Crown corporation of the Saskatchewan government

SaskEnergy Incorporated is a Crown corporation of the Saskatchewan government, responsible for delivering and selling natural gas to residential, commercial, and industrial customers in the province of Saskatchewan, Canada. The company owns 70,000 kilometres of distribution pipelines, 15,000 kilometres of transmission pipelines, and serves over 405,000 customers. It is governed by The SaskEnergy Act and is the designated subsidiary of Crown Investments Corporation of Saskatchewan.

Natural gas gathering, treatment, compression, storage, and intraprovincial transmission is done via their wholly owned subsidiary TransGas, and interprovincial natural gas transmission is done via their subsidiary Many Islands Pipelines.

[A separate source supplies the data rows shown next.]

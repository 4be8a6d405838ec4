use crate::audit::{AuditCategory, AuditContext, AuditEvent, AuditOutcome, AuditSink};
use crate::flows::states::{Admission, SilentReason, TurnContext, TurnDecision, TurnGate};
use crate::intent::Intent;

/// Fixed-precedence decision table for one coalesced turn.
///
/// The engine is pure: callers gather the inputs (merged session, classified intent,
/// merchant settings), ask for a decision and then perform its side effects.
#[derive(Clone, Debug, Default)]
pub struct TurnEngine;

impl TurnEngine {
    pub fn new() -> Self {
        Self
    }

    pub fn admit(&self, gate: &TurnGate) -> Admission {
        if !gate.subscription_active {
            Admission::Silent(SilentReason::SubscriptionInactive)
        } else if !gate.ai_reply_enabled {
            Admission::Silent(SilentReason::RepliesDisabled)
        } else {
            Admission::Proceed
        }
    }

    pub fn decide(&self, context: &TurnContext) -> TurnDecision {
        if context.cancellation_requested {
            return TurnDecision::Cancel;
        }

        match context.intent {
            Intent::Confirm if !context.missing_fields.is_empty() => {
                TurnDecision::ReportMissingFields(context.missing_fields.clone())
            }
            Intent::Confirm => TurnDecision::Finalize,
            Intent::Delay => TurnDecision::AcknowledgeDelay,
            Intent::Deny => TurnDecision::AcknowledgeDeny,
            Intent::Neutral if context.missing_fields.is_empty() && !context.summary_shown => {
                TurnDecision::ShowSummary
            }
            Intent::Neutral => TurnDecision::Delegate {
                reset_summary: context.hybrid_mode && context.summary_shown,
            },
        }
    }

    pub fn decide_with_audit<S>(
        &self,
        context: &TurnContext,
        sink: &S,
        audit: &AuditContext,
    ) -> TurnDecision
    where
        S: AuditSink + ?Sized,
    {
        let decision = self.decide(context);
        let mut event =
            AuditEvent::new(audit, "turn.decided", AuditCategory::Flow, AuditOutcome::Success)
                .with_metadata("decision", decision.label())
                .with_metadata("intent", format!("{:?}", context.intent));
        if let TurnDecision::ReportMissingFields(fields) = &decision {
            let names = fields.iter().map(|field| field.as_str()).collect::<Vec<_>>();
            event = event.with_metadata("missing_fields", names.join(","));
        }
        sink.emit(event);
        decision
    }
}
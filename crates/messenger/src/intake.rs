use dokan_core::domain::conversation::InboundEvent;
use serde::Serialize;
use tracing::{debug, info};

use crate::debounce::Coalescer;
use crate::dedup::Deduplicator;
use crate::events::WebhookBatch;

#[derive(Clone, Copy, Debug, PartialEq, Eq)]
pub enum IntakeOutcome {
    Buffered,
    Duplicate,
}

#[derive(Clone, Copy, Debug, Default, PartialEq, Eq, Serialize)]
pub struct IntakeSummary {
    pub buffered: usize,
    pub duplicates: usize,
    pub skipped: usize,
}

/// The path every inbound event takes: duplicate check first, then the debounce buffer.
pub struct MessageIntake {
    dedup: Deduplicator,
    coalescer: Coalescer,
}

impl MessageIntake {
    pub fn new(dedup: Deduplicator, coalescer: Coalescer) -> Self {
        Self { dedup, coalescer }
    }

    pub fn coalescer(&self) -> &Coalescer {
        &self.coalescer
    }

    pub fn accept(&self, event: InboundEvent) -> IntakeOutcome {
        if self.dedup.seen(&event.event_id) {
            debug!(
                event_name = "ingress.webhook.duplicate_dropped",
                correlation_id = %event.event_id,
                merchant_id = %event.key.merchant_id.0,
                customer_id = %event.key.customer_id.0,
                "dropping redelivered event"
            );
            return IntakeOutcome::Duplicate;
        }

        info!(
            event_name = "ingress.webhook.event_received",
            correlation_id = %event.event_id,
            merchant_id = %event.key.merchant_id.0,
            customer_id = %event.key.customer_id.0,
            "received customer message"
        );
        self.coalescer.push(event);
        IntakeOutcome::Buffered
    }

    pub fn accept_batch(&self, batch: WebhookBatch) -> IntakeSummary {
        let mut summary =
            IntakeSummary { skipped: batch.skipped.len(), ..IntakeSummary::default() };
        for event in batch.events {
            match self.accept(event) {
                IntakeOutcome::Buffered => summary.buffered += 1,
                IntakeOutcome::Duplicate => summary.duplicates += 1,
            }
        }
        summary
    }
}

Natural gas distribution and marketing is done by SaskEnergy itself.

== History ==
Although natural gas has been used for cooking for thousands of years, and for lighting for hundreds of years, natural gas home heating did not become popular until the mid-20th century.

In Western Canada, most natural gas networks were created by the existing electric utilities (for example: Manitoba Hydro, ENMAX, and BC Hydro). Saskatchewan did the same, and in 1952, the Saskatchewan Power Corporation (now SaskPower) began operating a natural gas transmission and distribution system in Saskatchewan.

In 1988, the Saskatchewan government split up SaskPower, and created the Saskatchewan Energy Corporation, which took over all of SaskPower’s natural gas assets.

== Services ==
In the SaskEnergy Act, SaskEnergy is granted the exclusive right to distribute natural gas within the province of Saskatchewan. Its subsidiary, TransGas, on the other hand, is granted the exclusive right to transport natural gas within Saskatchewan. This means TransGas is responsible to moving natural gas using high-pressure pipelines, and SaskEnergy is responsible for the downstream distribution of natural gas through low-pressure gas lines to consumers.

The Provincial Cabinet regulates SaskEnergy’s delivery service and commodity rates. All rate changes are subject to review by the Saskatchewan Rate Review Panel, an independent body, prior to receiving Provincial Cabinet approval.

In the 2021-2022 fiscal year, SaskEnergy distributed more than 6.3 billion cubic meters of natural gas.